Eu me inscrevi para duas aulas de natação por semana pelos próximos dois meses. Nas primeiras aulas, aprendemos técnicas básicas de natação – o rastreamento dianteiro, o golpe de borboleta e o golpe do peito – além de técnicas de respiração. Aprender essas técnicas parecia empoderador, e eu as peguei rapidamente, apesar dos meus nervos iniciais. Eventualmente, à medida que as aulas avançavam, nos aventuramos no fundo do poço, onde recebemos carros alegóricos para nos ajudar com nossos chutes. Quando decidi renunciar à minha flutuação e enfrentar toda a extensão da piscina, senti uma mistura de excitação e preocupação – excitação pelas novas habilidades que eu estava dominando e a preocupação de que eu calculei mal minha prontidão. Eu estava preocupado por lutar e me envergonhar na frente dos outros adultos, mas então me lembrei por que estava fazendo isso em primeiro lugar: não me inscrevi nas aulas de natação para ficar na minha zona de conforto. Eu vim para enfrentar um legado de trauma.

Quando o instrutor nos deu luz verde para nadar todo o comprimento da piscina, dois outros colegas de classe e eu empurrei a parede da piscina e comecei a nadar. Na metade do caminho, pela primeira vez, continuei em vez de me virar. Não senti minha onda típica de pânico por não ter a garantia de uma flutuação próxima ou a capacidade de plantar facilmente meus pés. Em vez disso, uma onda de calma que eu nunca havia experimentado antes de resolver. Meus braços e pernas cortados e chutados pela água, minha cabeça violando a superfície a cada poucos golpes para inspirar profundamente. Antes que eu percebesse, eu me aproximei da parede e agarrei sua borda para apoio enquanto recuperei o fôlego e assisti os outros dois alunos fazer o mesmo.

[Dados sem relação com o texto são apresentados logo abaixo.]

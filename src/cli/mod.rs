//! CLI command implementations

pub mod context;
pub mod detect;
pub mod generate;
pub mod info;
pub mod init;

use std::path::Path;
use tracing::info;

use crate::ai::prompts;
use crate::config::Config;
use crate::context::{ConfigurationAwareContextManager, ContextManager, OptimizedContext};
use crate::error::{PaletteResult, ResultExt};
use crate::project::{
    analyze_project, detect_configuration, AnalysisLimits, ProjectConfiguration, ProjectContext,
};
use crate::ui::style::print_dim_warning;

/// Prompts for one request, with the optimizer's output when it ran
pub struct PreparedPrompts {
    pub configuration: ProjectConfiguration,
    pub system_prompt: String,
    pub user_prompt: String,
    pub optimized: Option<OptimizedContext>,
}

/// Substitute `fallback` for a failed step, telling the user in a dim line
fn or_notice<T>(result: PaletteResult<T>, fallback: impl FnOnce() -> T, what: &str) -> T {
    if let Err(e) = &result {
        print_dim_warning(&format!("{} unavailable ({}); continuing with defaults", what, e));
    }
    result.or_fallback_with(fallback, what)
}

/// Detected configuration with `[project]` overrides applied
pub fn resolve_configuration(config: &Config, root: &Path) -> ProjectConfiguration {
    let detected = or_notice(
        detect_configuration(root),
        ProjectConfiguration::default,
        "Project detection",
    );
    config.project.apply(detected)
}

/// Build the prompts for `request`, packing project context unless
/// `use_context` is off. Every failure degrades to the base prompts.
pub fn prepare_prompts(
    config: &Config,
    root: &Path,
    request: &str,
    max_tokens: Option<usize>,
    use_context: bool,
) -> PreparedPrompts {
    let configuration = resolve_configuration(config, root);
    let system_base = prompts::system_prompt(&configuration);
    let user_base = prompts::user_prompt(request, &configuration);

    if !use_context {
        return PreparedPrompts {
            configuration,
            system_prompt: system_base,
            user_prompt: user_base,
            optimized: None,
        };
    }

    let mut settings = config.context.settings();
    if let Some(max_tokens) = max_tokens {
        settings.total_tokens = max_tokens;
    }

    let project = or_notice(
        analyze_project(root, &configuration, &AnalysisLimits::default()),
        ProjectContext::default,
        "Project analysis",
    );

    let result = if config.context.configuration_aware {
        ConfigurationAwareContextManager::new(settings, configuration.clone())
            .optimize_context_with_configuration(request, &project, &system_base, &user_base)
    } else {
        ContextManager::new(settings).optimize_context(request, &project, &system_base, &user_base)
    };
    let optimized = or_notice(result.map(Some), || None, "Context optimization");

    match optimized {
        Some(optimized) => {
            info!(
                fragments = optimized.selected.len(),
                tokens = optimized.stats.packing.tokens_used,
                "project context attached"
            );
            PreparedPrompts {
                configuration,
                system_prompt: optimized.system_prompt.clone(),
                user_prompt: optimized.user_prompt.clone(),
                optimized: Some(optimized),
            }
        }
        None => PreparedPrompts {
            configuration,
            system_prompt: system_base,
            user_prompt: user_base,
            optimized: None,
        },
    }
}

#[cfg(test)]
mod tests {
    use super::*;
    use crate::project::{Framework, StylingSystem};
    use std::fs;

    fn next_project() -> tempfile::TempDir {
        let dir = tempfile::tempdir().unwrap();
        fs::write(
            dir.path().join("package.json"),
            r#"{"dependencies": {"next": "14", "react": "18"}, "devDependencies": {"tailwindcss": "3"}}"#,
        )
        .unwrap();
        fs::create_dir_all(dir.path().join("components")).unwrap();
        fs::write(
            dir.path().join("components/Button.jsx"),
            "export const Button = ({ label, onClick }) => null;",
        )
        .unwrap();
        dir
    }

    #[test]
    fn test_prepare_prompts_attaches_context() {
        let dir = next_project();
        let prepared = prepare_prompts(&Config::default(), dir.path(), "a signup form", None, true);

        assert_eq!(prepared.configuration.framework, Framework::NextJs);
        assert!(prepared.system_prompt.contains("## PROJECT CONTEXT"));
        assert!(prepared.system_prompt.contains("Button"));
        let stats = &prepared.optimized.unwrap().stats;
        assert!(stats.configuration.is_some());
    }

    #[test]
    fn test_no_context_uses_base_prompts() {
        let dir = next_project();
        let prepared =
            prepare_prompts(&Config::default(), dir.path(), "a signup form", None, false);
        assert!(prepared.optimized.is_none());
        assert!(!prepared.system_prompt.contains("## PROJECT CONTEXT"));
    }

    #[test]
    fn test_invalid_budget_falls_back_to_base_prompts() {
        let dir = next_project();
        let prepared =
            prepare_prompts(&Config::default(), dir.path(), "a signup form", Some(100), true);
        assert!(prepared.optimized.is_none());
        assert!(prepared.system_prompt.starts_with("You are Palette"));
    }

    #[test]
    fn test_overrides_apply_before_prompting() {
        let dir = next_project();
        let mut config = Config::default();
        config.project.styling = Some("chakra".to_string());

        let prepared = prepare_prompts(&config, dir.path(), "a card", None, false);
        assert_eq!(prepared.configuration.styling_system, StylingSystem::ChakraUi);
        assert!(prepared.system_prompt.contains("Styling: Chakra UI"));
    }
}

Mais tarde, no Havaí, quando finalmente soltei a corda e balancei o penhasco para o corpo da água abaixo de mim, houve um momento de silêncio enquanto minha cabeça passava por baixo da água. Meu corpo parecia sem peso, quando uma galáxia de bolhas me cercava. Quando minha cabeça quebrou a superfície, meu corpo fez automaticamente o que foi ensinado dois meses antes: nadar. Eu me senti empoderado. Eu estava fazendo exatamente o que invocou o medo em muitos dos que estão ao meu redor. Parecia que eu estava recuperando algo que foi retirado. Parecia libertador, e finalmente me senti livre.

Aaliyah Alexander
Sobre o autor

Aaliyah Alexander, escritor contribuinte

Aaliyah é escritor, criador de conteúdo e blogueiro com sede em Brandon, Mississippi. Frequentou a Universidade Estadual de San Diego, onde se formou em jornalismo e trabalhou como editora do jornal estudantil premiado, The Daily Aztec. Aaliyah cobre uma variedade de tópicos, incluindo vida lenta, seus pontos de comida vegana favoritos, minimalismo, auto-crescimento e entretenimento.